(Stored items from a collection)

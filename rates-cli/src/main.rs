//! Rates CLI
//!
//! Fetches EUR/USD exchange rates for the last N days and prints them as JSON.

mod config;

use anyhow::Result;
use chrono::{Local, NaiveDate};
use clap::Parser;
use tracing_subscriber::{EnvFilter, layer::SubscriberExt, util::SubscriberInitExt};

use privatbank_client::{DEFAULT_BASE_URL, PrivatBankClient};
use rates_hex::RateAggregator;
use rates_types::{BatchResult, CurrencyCode, RateError, RateSource};

use config::Config;

#[derive(Parser, Debug)]
#[command(name = "rates")]
#[command(author, version, about = "Fetch EUR and USD exchange rates from PrivatBank", long_about = None)]
struct Cli {
    /// Number of days to retrieve exchange rates for (up to 10)
    days: u32,

    /// Most recent date to fetch (YYYY-MM-DD), defaults to today
    #[arg(long)]
    date: Option<NaiveDate>,

    /// Currencies to report (default: EUR,USD)
    #[arg(short, long, value_delimiter = ',')]
    currency: Vec<CurrencyCode>,

    /// Base URL of the exchange rates API
    #[arg(long, env = "PRIVATBANK_API_URL", default_value = DEFAULT_BASE_URL)]
    api_url: String,

    /// Pretty-print the JSON output
    #[arg(long)]
    pretty: bool,

    /// Emit logs as JSON lines
    #[arg(long)]
    json_logs: bool,
}

fn init_tracing(json: bool) {
    let filter = EnvFilter::try_from_default_env()
        .unwrap_or_else(|_| "warn,rates_cli=info,rates_hex=info".into());
    let registry = tracing_subscriber::registry().with(filter);

    // stdout carries the result, logs go to stderr
    if json {
        registry
            .with(
                tracing_subscriber::fmt::layer()
                    .json()
                    .with_writer(std::io::stderr),
            )
            .init();
    } else {
        registry
            .with(tracing_subscriber::fmt::layer().with_writer(std::io::stderr))
            .init();
    }
}

fn render(batch: &BatchResult, pretty: bool) -> serde_json::Result<String> {
    if pretty {
        serde_json::to_string_pretty(batch)
    } else {
        serde_json::to_string(batch)
    }
}

/// Runs one batch over `source` and returns the text for stdout.
///
/// A rejected day count becomes an `Error: ...` message rather than an
/// error, so the process still exits cleanly. `source` is dropped before
/// this returns.
async fn run<S: RateSource>(source: S, config: &Config) -> Result<String> {
    let aggregator =
        RateAggregator::new(source).with_currencies(config.currencies.iter().copied());

    match aggregator
        .fetch_recent(config.reference_date, config.days)
        .await
    {
        Ok(batch) => Ok(render(&batch, config.pretty)?),
        Err(RateError::Validation(err)) => Ok(format!("Error: {}", err)),
        Err(err) => Err(err.into()),
    }
}

#[tokio::main(flavor = "current_thread")]
async fn main() -> Result<()> {
    dotenvy::dotenv().ok();

    let cli = Cli::parse();
    init_tracing(cli.json_logs);

    let config = Config::from_cli(cli, Local::now().date_naive());
    tracing::info!(
        "Fetching {} days of rates up to {} from {}",
        config.days,
        config.reference_date,
        config.api_url
    );

    let output = run(PrivatBankClient::new(&config.api_url), &config).await?;
    println!("{}", output);
    Ok(())
}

# ABOUT THIS EXERCISE:
Please write out the data again exactly as it stands.

# ANSWER FOR THIS EXERCISE:
filename rates-cli/src/main.rs
//! Rates CLI
//!
//! Fetches EUR/USD exchange rates for the last N days and prints them as JSON.

mod config;

use anyhow::Result;
use chrono::{Local, NaiveDate};
use clap::Parser;
use tracing_subscriber::{EnvFilter, layer::SubscriberExt, util::SubscriberInitExt};

use privatbank_client::{DEFAULT_BASE_URL, PrivatBankClient};
use rates_hex::RateAggregator;
use rates_types::{BatchResult, CurrencyCode, RateError, RateSource};

use config::Config;

#[derive(Parser, Debug)]
#[command(name = "rates")]
#[command(author, version, about = "Fetch EUR and USD exchange rates from PrivatBank", long_about = None)]
struct Cli {
    /// Number of days to retrieve exchange rates for (up to 10)
    days: u32,

    /// Most recent date to fetch (YYYY-MM-DD), defaults to today
    #[arg(long)]
    date: Option<NaiveDate>,

    /// Currencies to report (default: EUR,USD)
    #[arg(short, long, value_delimiter = ',')]
    currency: Vec<CurrencyCode>,

    /// Base URL of the exchange rates API
    #[arg(long, env = "PRIVATBANK_API_URL", default_value = DEFAULT_BASE_URL)]
    api_url: String,

    /// Pretty-print the JSON output
    #[arg(long)]
    pretty: bool,

    /// Emit logs as JSON lines
    #[arg(long)]
    json_logs: bool,
}

fn init_tracing(json: bool) {
    let filter = EnvFilter::try_from_default_env()
        .unwrap_or_else(|_| "warn,rates_cli=info,rates_hex=info".into());
    let registry = tracing_subscriber::registry().with(filter);

    // stdout carries the result, logs go to stderr
    if json {
        registry
            .with(
                tracing_subscriber::fmt::layer()
                    .json()
                    .with_writer(std::io::stderr),
            )
            .init();
    } else {
        registry
            .with(tracing_subscriber::fmt::layer().with_writer(std::io::stderr))
            .init();
    }
}

fn render(batch: &BatchResult, pretty: bool) -> serde_json::Result<String> {
    if pretty {
        serde_json::to_string_pretty(batch)
    } else {
        serde_json::to_string(batch)
    }
}

/// Runs one batch over `source` and returns the text for stdout.
///
/// A rejected day count becomes an `Error: ...` message rather than an
/// error, so the process still exits cleanly. `source` is dropped before
/// this returns.
async fn run<S: RateSource>(source: S, config: &Config) -> Result<String> {
    let aggregator =
        RateAggregator::new(source).with_currencies(config.currencies.iter().copied());

    match aggregator
        .fetch_recent(config.reference_date, config.days)
        .await
    {
        Ok(batch) => Ok(render(&batch, config.pretty)?),
        Err(RateError::Validation(err)) => Ok(format!("Error: {}", err)),
        Err(err) => Err(err.into()),
    }
}

#[tokio::main(flavor = "current_thread")]
async fn main() -> Result<()> {
    dotenvy::dotenv().ok();

    let cli = Cli::parse();
    init_tracing(cli.json_logs);

    let config = Config::from_cli(cli, Local::now().date_naive());
    tracing::info!(
        "Fetching {} days of rates up to {} from {}",
        config.days,
        config.reference_date,
        config.api_url
    );

    let output = run(PrivatBankClient::new(&config.api_url), &config).await?;
    println!("{}", output);
    Ok(())
}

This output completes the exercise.